//! Observable configuration (spec §6.3).

use std::time::Duration;

/// Selects how `RegExp` operations (`split`, `match`, `search`, `replace`,
/// `exec`) are carried out. The executor itself lives outside the core
/// (spec §1, §4.5); this only selects which contract the engine honors.
#[derive(Clone, Copy, Debug, PartialEq, Eq)]
pub enum RegexpMode {
    /// Reject every regex operation with a guest TypeError.
    Reject = 0,
    /// Run the host's native regex engine in-process, no timeout.
    Native = 1,
    /// Delegate to an interruptible sandbox with a hard timeout (default).
    Sandboxed = 2,
}

impl RegexpMode {
    pub fn from_u8(v: u8) -> Option<Self> {
        match v {
            0 => Some(RegexpMode::Reject),
            1 => Some(RegexpMode::Native),
            2 => Some(RegexpMode::Sandboxed),
            _ => None,
        }
    }
}

#[derive(Clone, Debug)]
pub struct EngineConfig {
    pub regexp_mode: RegexpMode,
    pub regexp_thread_timeout: Duration,
}

impl Default for EngineConfig {
    fn default() -> Self {
        EngineConfig {
            regexp_mode: RegexpMode::Sandboxed,
            regexp_thread_timeout: Duration::from_millis(1000),
        }
    }
}
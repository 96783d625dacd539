//! `JSON` (spec §4.5 layer 1): `parse` converts a text payload through
//! `serde_json::Value` into guest values; `stringify` walks the guest
//! object graph directly, skipping function/undefined values per JSON
//! semantics, with cycle detection so a self-referential guest object
//! raises a `TypeError` rather than looping forever.

use super::arg;
use crate::engine::Engine;
use crate::error::{GuestErrorClass, ThrowPayload};
use crate::object::GuestObject;
use crate::value::Value;
use std::cell::RefCell;
use std::collections::HashSet;
use std::rc::Rc;

fn type_error(message: impl Into<String>) -> ThrowPayload {
    ThrowPayload::Class(GuestErrorClass::TypeError, message.into())
}

fn json_to_guest(engine: &mut Engine, v: &serde_json::Value) -> Value {
    match v {
        serde_json::Value::Null => Value::Null,
        serde_json::Value::Bool(b) => Value::Bool(*b),
        serde_json::Value::Number(n) => Value::Num(n.as_f64().unwrap_or(f64::NAN)),
        serde_json::Value::String(s) => Value::str(s.clone()),
        serde_json::Value::Array(items) => {
            let obj = GuestObject::new("Array", Some(engine.protos.array.clone()));
            for (i, item) in items.iter().enumerate() {
                let gv = json_to_guest(engine, item);
                obj.borrow_mut().define_data(&i.to_string(), gv, true, true, true);
            }
            obj.borrow_mut().define_data("length", Value::Num(items.len() as f64), true, false, false);
            Value::Obj(obj)
        }
        serde_json::Value::Object(map) => {
            let obj = GuestObject::new("Object", Some(engine.protos.object.clone()));
            for (k, item) in map.iter() {
                let gv = json_to_guest(engine, item);
                obj.borrow_mut().define_data(k, gv, true, true, true);
            }
            Value::Obj(obj)
        }
    }
}

fn guest_to_json(v: &Value, visiting: &Rc<RefCell<HashSet<*const ()>>>) -> Result<Option<serde_json::Value>, ThrowPayload> {
    Ok(match v {
        Value::Undefined => None,
        Value::Null => Some(serde_json::Value::Null),
        Value::Bool(b) => Some(serde_json::Value::Bool(*b)),
        Value::Num(n) => Some(serde_json::Number::from_f64(*n).map(serde_json::Value::Number).unwrap_or(serde_json::Value::Null)),
        Value::Str(s) => Some(serde_json::Value::String(s.to_string())),
        Value::Obj(o) => {
            if GuestObject::is_callable(o) {
                return Ok(None);
            }
            let ptr = Rc::as_ptr(o) as *const ();
            if !visiting.borrow_mut().insert(ptr) {
                return Err(type_error("Converting circular structure to JSON"));
            }
            let result = if o.borrow().class == "Array" {
                let len = crate::object::array_current_length(&o.borrow());
                let mut items = Vec::with_capacity(len as usize);
                for i in 0..len {
                    let item = o.borrow().properties.get(&i.to_string()).map(|s| s.value.clone()).unwrap_or(Value::Undefined);
                    items.push(guest_to_json(&item, visiting)?.unwrap_or(serde_json::Value::Null));
                }
                Some(serde_json::Value::Array(items))
            } else {
                let mut map = serde_json::Map::new();
                for key in o.borrow().own_enumerable_keys() {
                    let value = o.borrow().properties.get(&key).map(|s| s.value.clone()).unwrap_or(Value::Undefined);
                    if let Some(jv) = guest_to_json(&value, visiting)? {
                        map.insert(key, jv);
                    }
                }
                Some(serde_json::Value::Object(map))
            };
            visiting.borrow_mut().remove(&ptr);
            result
        }
    })
}

pub(crate) fn install(engine: &mut Engine) {
    let json = GuestObject::new("Object", Some(engine.protos.object.clone()));

    super::define_method(engine, &json, "parse", 1, |engine, _this, args| {
        let text = crate::property::primitive_to_display_string(&arg(args, 0));
        let parsed: serde_json::Value = serde_json::from_str(&text).map_err(|e| ThrowPayload::Class(GuestErrorClass::SyntaxError, e.to_string()))?;
        Ok(json_to_guest(engine, &parsed))
    });

    super::define_method(engine, &json, "stringify", 3, |_engine, _this, args| {
        let visiting = Rc::new(RefCell::new(HashSet::new()));
        match guest_to_json(&arg(args, 0), &visiting)? {
            Some(v) => {
                let indent = match arg(args, 2) {
                    Value::Num(n) if n > 0.0 => Some(n as usize),
                    _ => None,
                };
                let text = match indent {
                    Some(n) => serde_json::to_string_pretty(&v).map(|s| reindent(&s, n)).unwrap_or_default(),
                    None => serde_json::to_string(&v).unwrap_or_default(),
                };
                Ok(Value::str(text))
            }
            None => Ok(Value::Undefined),
        }
    });

    engine.global_object.borrow_mut().define_data("JSON", Value::Obj(json), true, false, true);
}

/// `serde_json`'s pretty printer always indents by 2 spaces; re-indent to
/// the guest-requested width rather than depending on an indenter type.
fn reindent(pretty: &str, width: usize) -> String {
    if width == 2 {
        return pretty.to_string();
    }
    pretty
        .lines()
        .map(|line| {
            let stripped = line.trim_start_matches(' ');
            let depth = (line.len() - stripped.len()) / 2;
            format!("{}{}", " ".repeat(depth * width), stripped)
        })
        .collect::<Vec<_>>()
        .join("\n")
}
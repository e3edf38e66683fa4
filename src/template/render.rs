use crate::foundation::value::ParamValues;

/// Substitute every `{name}` placeholder whose name is present in `values`.
///
/// The template is scanned once from left to right; substituted text is never scanned
/// again, so a value that itself looks like a placeholder is emitted verbatim. Tokens whose
/// name is missing from `values` (including JSX such as `{text}` and object literals such
/// as `{{ opacity: 0 }}`) pass through untouched.
pub fn render(template: &str, values: &ParamValues) -> String {
    let mut out = String::with_capacity(template.len());
    let mut rest = template;

    while let Some(open) = rest.find('{') {
        out.push_str(&rest[..open]);
        let after = &rest[open + 1..];
        let hit = placeholder_at(after).and_then(|name| values.get(name).map(|v| (name, v)));
        match hit {
            Some((name, value)) => {
                out.push_str(&value.render_literal());
                rest = &after[name.len() + 1..];
            }
            None => {
                out.push('{');
                rest = after;
            }
        }
    }

    out.push_str(rest);
    out
}

/// Placeholder-shaped tokens in `template`, in order of first appearance, without duplicates.
pub fn placeholders(template: &str) -> Vec<&str> {
    let mut names: Vec<&str> = Vec::new();
    let mut rest = template;
    while let Some(open) = rest.find('{') {
        let after = &rest[open + 1..];
        if let Some(name) = placeholder_at(after)
            && !names.contains(&name)
        {
            names.push(name);
        }
        rest = after;
    }
    names
}

// `s` starts right after a '{'. Returns the name when `s` continues with `name}`.
fn placeholder_at(s: &str) -> Option<&str> {
    let close = s.find('}')?;
    let name = &s[..close];
    if name.is_empty() || name.chars().any(|c| c == '{' || c.is_whitespace()) {
        return None;
    }
    Some(name)
}

#[cfg(test)]
#[path = "../../tests/unit/template/render.rs"]
mod tests;
//! Session ownership and form/text synchronization.

pub(crate) mod controller;
pub(crate) mod preview;
pub(crate) mod session;
pub(crate) mod store;
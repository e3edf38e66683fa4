use crate::catalog::model::{EffectDefinition, ParamSpec};

/// Built-in effect catalog, in menu order.
pub fn builtin_effects() -> Vec<EffectDefinition> {
    vec![
        EffectDefinition::new(
            "No Effect",
            "export default function NoEffect({ text }) {\n  return <div>{text}</div>;\n}\n",
            "plain",
        )
        .with_code_name("NoEffect"),
        EffectDefinition::new("Fader", FADER, "fade")
            .with_param(
                ParamSpec::number("duration", 1.0)
                    .with_label("Duration")
                    .with_range(0.1, 5.0, 0.1),
            ),
        EffectDefinition::new("Cascading", CASCADING, "cascade").with_param(
            ParamSpec::number("stagger", 0.1)
                .with_label("Stagger Delay")
                .with_range(0.01, 1.0, 0.01),
        ),
        EffectDefinition::new("Rotator", ROTATOR, "rotate").with_param(
            ParamSpec::number("duration", 2.0)
                .with_label("Rotation Duration")
                .with_range(0.5, 10.0, 0.5),
        ),
        EffectDefinition::new("Neon Glowing Text", NEON_TEXT, "neon")
            .with_code_name("NeonText")
            .with_param(ParamSpec::color("color", "#ff00ff").with_label("Text Color"))
            .with_param(ParamSpec::color("glowColor", "#ff00ff").with_label("Glow Color"))
            .with_param(
                ParamSpec::number("glowStrength", 5.0)
                    .with_label("Glow Strength")
                    .with_range(1.0, 10.0, 0.1),
            )
            .with_param(
                ParamSpec::number("glowBlur", 10.0)
                    .with_label("Glow Blur")
                    .with_range(1.0, 20.0, 1.0),
            ),
        EffectDefinition::new("Bouncy Text", BOUNCY_TEXT, "bounce").with_code_name("BouncyText"),
        EffectDefinition::new(
            "MicroTextWeightShiftEffect",
            MICRO_TEXT_WEIGHT_SHIFT,
            "blur-shift",
        ),
        EffectDefinition::new("SoftFocusPulseEffect", SOFT_FOCUS_PULSE, "hover-weight"),
        EffectDefinition::new("GentleOpacityFadeEffect", GENTLE_OPACITY_FADE, "char-fade"),
    ]
}

const FADER: &str = r#"import { motion } from 'framer-motion';

export default function Fader({ text }) {
  return (
    <motion.div
      initial={{ opacity: 0 }}
      animate={{ opacity: 1 }}
      transition={{ duration: {duration} }}
    >
      {text}
    </motion.div>
  );
}
"#;

const CASCADING: &str = r#"import { motion } from 'framer-motion';

export default function Cascading({ text }) {
  return (
    <motion.div
      initial={{ opacity: 0 }}
      animate={{ opacity: 1 }}
      transition={{ staggerChildren: {stagger} }}
    >
      {text.split('').map((char, index) => (
        <motion.span key={index} initial={{ opacity: 0 }} animate={{ opacity: 1 }} transition={{ delay: index * {stagger} }}>
          {char}
        </motion.span>
      ))}
    </motion.div>
  );
}
"#;

const ROTATOR: &str = r#"import { motion } from 'framer-motion';

export default function Rotator({ text }) {
  return (
    <motion.div
      initial={{ rotate: 0 }}
      animate={{ rotate: 360 }}
      transition={{ duration: {duration} }}
    >
      {text}
    </motion.div>
  );
}
"#;

const NEON_TEXT: &str = r#"import { motion } from 'framer-motion';

export default function NeonText({ text }) {
  return (
    <motion.span
      style={{ color: {color}, fontWeight: 'bold', textShadow: '{glowStrength}px {glowStrength}px {glowBlur}px {glowColor}' }}
      animate={{
        textShadow: [
          '{glowStrength}px {glowStrength}px {glowBlur}px {glowColor}',
          '0px 0px 0px {glowColor}',
          '{glowStrength}px {glowStrength}px {glowBlur}px {glowColor}'
        ]
      }}
      transition={{
        duration: 2,
        repeat: Infinity,
        repeatType: 'reverse',
        ease: 'easeInOut'
      }}
    >
      {text}
    </motion.span>
  );
}
"#;

const BOUNCY_TEXT: &str = r#"import { motion } from 'framer-motion';

export default function BouncyText({ text }) {
  return (
    <motion.span
      style={{ display: 'inline-block' }}
      animate={{ y: [0, -30, 0] }}
      transition={{
        duration: 0.6,
        ease: 'easeOut',
        repeat: Infinity,
        repeatType: 'loop',
        repeatDelay: 0.5
      }}
    >
      {text}
    </motion.span>
  );
}
"#;

const MICRO_TEXT_WEIGHT_SHIFT: &str = r#"export default function MicroTextWeightShiftEffect({ text }) {
  return (
    <div className="h-full flex flex-wrap items-center justify-center p-4 overflow-auto">
      {text.split('').map((char, index) => (
        <motion.span
          key={index}
          className="inline-block text-2xl m-1"
          initial={{ filter: 'blur(2px)' }}
          animate={{ filter: 'blur(0px)' }}
          transition={{
            duration: 0.6,
            ease: 'easeInOut',
            repeat: Infinity,
            repeatType: 'reverse',
            delay: index * 0.05,
          }}
        >
          {char}
        </motion.span>
      ))}
    </div>
  );
}"#;

const SOFT_FOCUS_PULSE: &str = r#"export default function SoftFocusPulseEffect({ text }) {
  return (
    <div className="h-full flex flex-wrap items-center justify-center p-4 overflow-auto">
      {text.split('').map((char, index) => (
        <motion.span
          key={index}
          className="inline-block text-2xl m-1 font-light"
          whileHover={{ fontWeight: 700 }}
          transition={{ duration: 0.2, ease: 'easeInOut' }}
        >
          {char}
        </motion.span>
      ))}
    </div>
  );
}"#;

const GENTLE_OPACITY_FADE: &str = r#"export default function GentleOpacityFadeEffect({ text }) {
  return (
    <div className="h-full flex flex-wrap items-center justify-center p-4 overflow-auto">
      {text.split('').map((char, index) => (
        <motion.span
          key={index}
          className="inline-block text-2xl m-1"
          initial={{ opacity: 0 }}
          animate={{ opacity: 1 }}
          transition={{
            duration: 0.8,
            ease: 'easeOut',
            delay: index * 0.05,
          }}
        >
          {char}
        </motion.span>
      ))}
    </div>
  );
}"#;
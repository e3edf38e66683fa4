use crate::{catalog::model::PreviewBinding, foundation::value::ParamValues};

#[derive(Clone, Copy, Debug, PartialEq, serde::Serialize)]
/// Inputs handed to the preview collaborator.
pub struct PreviewRequest<'a> {
    /// Text to animate.
    pub text: &'a str,
    /// Current parameter values.
    pub params: &'a ParamValues,
    /// Renderer reference of the selected effect.
    pub binding: &'a PreviewBinding,
}

/// Renders a visual preview. The core never inspects the outcome.
pub trait PreviewSink {
    /// Present one preview.
    fn present(&mut self, request: &PreviewRequest<'_>);
}
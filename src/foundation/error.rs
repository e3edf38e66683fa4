/// Convenience result type used across textfx.
pub type FxResult<T> = Result<T, FxError>;

/// Top-level error taxonomy used by the catalog, controller and session stores.
///
/// Rendering and extraction are total and never produce an `FxError`.
#[derive(thiserror::Error, Debug)]
pub enum FxError {
    /// Selection or lookup of an effect name absent from the registry.
    #[error("unknown effect: {0}")]
    UnknownEffect(String),

    /// Edit of a parameter the selected effect does not declare.
    #[error("unknown parameter '{param}' for effect '{effect}'")]
    UnknownParam {
        /// Effect the edit was addressed to.
        effect: String,
        /// Parameter name that was not found in the schema.
        param: String,
    },

    /// Invalid catalog data or parameter values.
    #[error("validation error: {0}")]
    Validation(String),

    /// The session store failed to load or save.
    #[error("persistence error: {0}")]
    Persistence(String),

    /// Errors when serializing or deserializing data structures.
    #[error("serialization error: {0}")]
    Serde(String),

    /// Wrapped lower-level error from dependencies or IO.
    #[error(transparent)]
    Other(#[from] anyhow::Error),
}

impl FxError {
    /// Build a [`FxError::UnknownEffect`] value.
    pub fn unknown_effect(name: impl Into<String>) -> Self {
        Self::UnknownEffect(name.into())
    }

    /// Build a [`FxError::UnknownParam`] value.
    pub fn unknown_param(effect: impl Into<String>, param: impl Into<String>) -> Self {
        Self::UnknownParam {
            effect: effect.into(),
            param: param.into(),
        }
    }

    /// Build a [`FxError::Validation`] value.
    pub fn validation(msg: impl Into<String>) -> Self {
        Self::Validation(msg.into())
    }

    /// Build a [`FxError::Persistence`] value.
    pub fn persistence(msg: impl Into<String>) -> Self {
        Self::Persistence(msg.into())
    }

    /// Build a [`FxError::Serde`] value.
    pub fn serde(msg: impl Into<String>) -> Self {
        Self::Serde(msg.into())
    }
}

#[cfg(test)]
#[path = "../../tests/unit/foundation/error.rs"]
mod tests;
# # # #
■ What you are asked to do
Begin at the top of the listing above and set down each line exactly. Stop after the line that contains "outside the core".

■ Answer section
//! Observable configuration (spec §6.3).

use std::time::Duration;

/// Selects how `RegExp` operations (`split`, `match`, `search`, `replace`,
/// `exec`) are carried out. The executor itself lives outside the core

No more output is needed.